I still however think that code was too verbose and clunky so I swapped out the raf with a channel and rewrote the culprit bytes to zero's to eliminate the conditional. This code could still probably do with a cache style buffered read.

public static long computeChecksum2(FileChannel ch, int checksumOffset)
            throws IOException {
    
    ch.position(0);
    long sum = 0;
    long top = (long) Math.pow(2, 32);
    long length = ch.size();
    
    ByteBuffer buffer = ByteBuffer.wrap(new byte[(int) length]);
    buffer.order(ByteOrder.LITTLE_ENDIAN);
    
    ch.read(buffer);
    buffer.putInt(checksumOffset, 0x0000);
    
    buffer.position(0);
    while (buffer.hasRemaining()) {
        sum += buffer.getInt() & 0xffffffffL;
        if (sum > top) {
            sum = (sum & 0xffffffffL) + (sum >> 32);
        }
    }   
    sum = (sum & 0xffff) + (sum >> 16);
    sum = sum + (sum >> 16);
    sum = sum & 0xffff;
    sum += length;
    
    return sum;
}
只想待在家 2024-11-23 15:26:37

CheckSum 字段长度为 32 位,计算方式如下

1. 将整个文件的所有 dword(32 位片段)添加到总和中

将整个文件的所有 dword 添加不包括 CheckSum 字段本身,包括所有标题和所有内容,为一个双字。如果双字溢出,则将溢出的位添加回双字的第一位 (2^0)。
如果文件不能完全分为双字(4 位块),请参阅 2。

我知道实现这一点的最佳方法是使用 GNU C 编译器整数溢出内置函数 __builtin_uadd_overflow
在 Jeffrey 记录的原始 ChkSum 函数 中沃尔顿总和
通过执行 add (%esi),%eax 计算得出,其中
esi 包含文件的基址,eax 为 0,并像这样添加文件的其余部分

adc 0x4(%esi),%eax
adc 0x8(%esi),%eax
adc 0xc(%esi),%eax
adc 0x10(%esi),%eax
...
adc $0x0,%eax

第一个 add 添加第一个 dword 忽略任何进位标志。下一个双字
adc 指令添加,该指令的作用与 add 相同,但是
添加在执行指令之前设置的任何进位标志
到被加数。最后一个 adc $0x0,%eax 仅添加最后一个进位标志,如果
已设置且无法丢弃。

请记住,不应添加 CheckSum 字段本身的双字。

2. 如果有一个,则将余数添加到总和中

如果文件不能完全整除为双字,则将余数添加为
零填充双字。例如:假设您的文件有 15 个字节长,如下所示
<代码> 0E 1F BA 0E | 00 B4 09 CD | 21 B8 01 4C | CD 21 54
您需要将余数作为 0x005421CD 添加到总和中。我的系统是
小端系统。我不知道校验和是否会因为
而改变
大端系统上的字节顺序,或者您只需模拟这个
行为。
我通过将 buffer_size 四舍五入到可被 4 整除的下一个字节数来实现此目的
没有余数或换句话说:表示下一个完整的双字计数
以字节为单位。然后我使用 calloc 进行分配,因为它会初始化内存块
全为零。

if(buffer_size%4) {
  buffer_size+=4-(buffer_size%4);
...
calloc(buffer_size,1)

3. 将总和的低位字(16 位片)和高位字相加。

sum=(sum&0xffff)+(sum>>16);

4. 再次添加新的较高位单词

sum+=(sum>>16);

5只保留低位字

sum&=0xffff;

6. 将文件中的字节数与 sum 相加

return(sum+size);

就是这样我写的。它不是C#,而是C。off_t size是文件中的字节数。 uint32_t *base 是指向加载到内存中的文件的指针。内存块应该在下一个可被 4 整除的字节数末尾用零填充。

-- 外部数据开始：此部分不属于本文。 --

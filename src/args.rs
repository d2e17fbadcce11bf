use clap::Parser;
use lang_trends::api::Sort;
use lang_trends::DEFAULT_EXCLUSIONS;
use secrecy::SecretString;
use std::{
    fmt::{Debug, Display},
    str::FromStr,
};

#[derive(Parser, Debug)]
#[clap(author, version, about, long_about = None)]
pub struct Args {
    /// Calendar years to sample
    #[clap(short, long, multiple_values = true, required = true, parse(try_from_str=year_in_range))]
    pub years: Vec<u16>,

    /// Minimal star count of sampled repositories
    #[clap(long, env, default_value_t = 1000)]
    pub min_stars: u32,

    /// Number of repositories sampled per year
    #[clap(short, long, env, default_value_t = 500, parse(try_from_str=repo_count_in_range))]
    pub repo_count: u32,

    /// Number of ranked languages reported per year
    #[clap(short, long, env, default_value_t = 10, parse(try_from_str=top_count_in_range))]
    pub top_count: usize,

    /// Languages excluded from the ranking
    #[clap(short, long, multiple_values = true, default_values = &DEFAULT_EXCLUSIONS)]
    pub exclude: Vec<String>,

    #[clap(short, long, env, default_value = "stars")]
    pub sort: Sort,

    /// API OAuth access token
    #[clap(short, long, env = "GITHUB_TOKEN")]
    pub api_token: SecretString,

    /// Repository API URL
    #[clap(long, env, default_value = "https://api.github.com")]
    pub api_url: String,

    /// Maximal parallel repository language requests
    #[clap(long, env, default_value_t = 10, parse(try_from_str=max_lang_req_in_range))]
    pub max_lang_req: usize,
}

fn year_in_range(value: &str) -> clap::Result<u16, String> {
    // GitHub went live in 2008, nothing to sample before that.
    number_in_range(value, 2008, 2100, "year".to_string())
}

fn repo_count_in_range(value: &str) -> clap::Result<u32, String> {
    number_in_range(value, 1, u32::MAX, "repo_count".to_string())
}

fn top_count_in_range(value: &str) -> clap::Result<usize, String> {
    number_in_range(value, 1, 100, "top_count".to_string())
}

fn max_lang_req_in_range(value: &str) -> clap::Result<usize, String> {
    number_in_range(value, 1, usize::MAX, "max_lang_req".to_string())
}

fn number_in_range<T>(value: &str, min: T, max: T, name: String) -> clap::Result<T, String>
where
    T: FromStr + PartialOrd + Display,
    <T as FromStr>::Err: Display,
{
    value.parse::<T>().map_err(|err| format!("{}", err)).and_then(|value| {
        if value < min || value > max {
            return Err(format!("{} is not in range {} .. {}.", name, min, max));
        }
        Ok(value)
    })
}

/// Tests

#[test]
fn year_in_range_test() {
    assert_eq!(year_in_range("2023"), Ok(2023));
    assert!(year_in_range("1999").is_err(), "Years before 2008 are invalid");
    assert!(year_in_range("20x3").is_err(), "Malformed years are invalid");
    assert!(year_in_range("").is_err(), "Empty years are invalid");
}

uint32_t pe_header_checksum(uint32_t *base,off_t size) {
  uint32_t sum=0;
  off_t i;
  for(i=0;i<(size/4);i++) {
    if(i==0x36) continue;
    sum+=__builtin_uadd_overflow(base[i],sum,&sum);
  }
  if(size%4) sum+=base[i];
  sum=(sum&0xffff)+(sum>>16);
  sum+=(sum>>16);
  sum&=0xffff;
  return(sum+size);
}

如果您愿意,您可以查看正在运行的代码并阅读更多内容 此处

The CheckSum field is 32 bits long and is calculated as follows

1. Add all dwords (32 bit pieces) of the entire file to a sum

Add all dwords of the entire file not including the CheckSum field itself, including all headers and all of the contents, to a dword. If the dword overflows, add the overflowed bit back to the first bit (2^0) of the dword.
If the file is not entirely divisible into dwords (4 bit pieces) see 2.

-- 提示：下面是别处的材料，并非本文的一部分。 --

use lang_trends::api::LanguageBreakdown;
use serde::de::MapAccess;
use serde::de::Visitor;
use serde::Deserialize;
use serde::Deserializer;
use std::fmt;

#[derive(Deserialize, Debug)]
pub struct SearchRepos {
    pub items: Vec<Repo>,
}

#[derive(Deserialize, Debug)]
pub struct Repo {
    pub name: String,
    pub owner: RepoOwner,
}

#[derive(Deserialize, Debug)]
pub struct RepoOwner {
    pub login: String,
}

impl From<Repo> for crate::GithubRepo {
    fn from(repo: Repo) -> Self {
        crate::GithubRepo {
            name: repo.name,
            owner: repo.owner.login,
        }
    }
}

/// Body of the languages endpoint: a JSON object of byte counts keyed by
/// language name. Deserialized by hand to keep the document order, which
/// breaks ties later in the ranking.
#[derive(Debug)]
pub struct Languages(pub LanguageBreakdown);

impl<'de> Deserialize<'de> for Languages {
    fn deserialize<D>(deserializer: D) -> Result<Self, D::Error>
    where
        D: Deserializer<'de>,
    {
        struct LanguagesVisitor;

        impl<'de> Visitor<'de> for LanguagesVisitor {
            type Value = Languages;

            fn expecting(&self, formatter: &mut fmt::Formatter<'_>) -> fmt::Result {
                formatter.write_str("a map of language names to byte counts")
            }

            fn visit_map<A>(self, mut map: A) -> Result<Self::Value, A::Error>
            where
                A: MapAccess<'de>,
            {
                let mut entries = Vec::with_capacity(map.size_hint().unwrap_or(0));
                while let Some(entry) = map.next_entry::<String, u64>()? {
                    entries.push(entry);
                }
                Ok(Languages(entries))
            }
        }

        deserializer.deserialize_map(LanguagesVisitor)
    }
}

/// Tests

#[test]
fn languages_keep_document_order_test() {
    let body = r#"{ "Rust": 50, "C": 50, "Python": 100 }"#;
    let languages: Languages = serde_json::from_str(body).unwrap();
    assert_eq!(
        languages.0,
        vec![
            ("Rust".to_string(), 50),
            ("C".to_string(), 50),
            ("Python".to_string(), 100),
        ]
    );
}

#[test]
fn search_repos_test() {
    let body = r#"{
        "total_count": 1,
        "incomplete_results": false,
        "items": [{ "name": "repo", "owner": { "login": "owner" } }]
    }"#;
    let repos: SearchRepos = serde_json::from_str(body).unwrap();
    assert_eq!(repos.items.len(), 1);
    assert_eq!(repos.items[0].name, "repo");
    assert_eq!(repos.items[0].owner.login, "owner");
}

The best way I know to realize this is by using the GNU C Compilers Integer Overflow Builtin function __builtin_uadd_overflow.
In the original ChkSum function documented by Jeffrey Walton the sum
was calculated by performing an add (%esi),%eax where
esi contains the base address of the file and eax is 0 and adding the rest of the file like this

adc 0x4(%esi),%eax
adc 0x8(%esi),%eax
adc 0xc(%esi),%eax
adc 0x10(%esi),%eax
...
adc $0x0,%eax

The first add adds the first dword ignoring any carry flag. The next dwords
are added by the adc instruction which does the same thing as add but
adds any carry flag that was set before executing the instruction in addition
to the summand. The last adc $0x0,%eax adds only the last carry flag if it
was set and cannot be discarded.

Please keep in mind that the dword of CheckSum field itself should not be added.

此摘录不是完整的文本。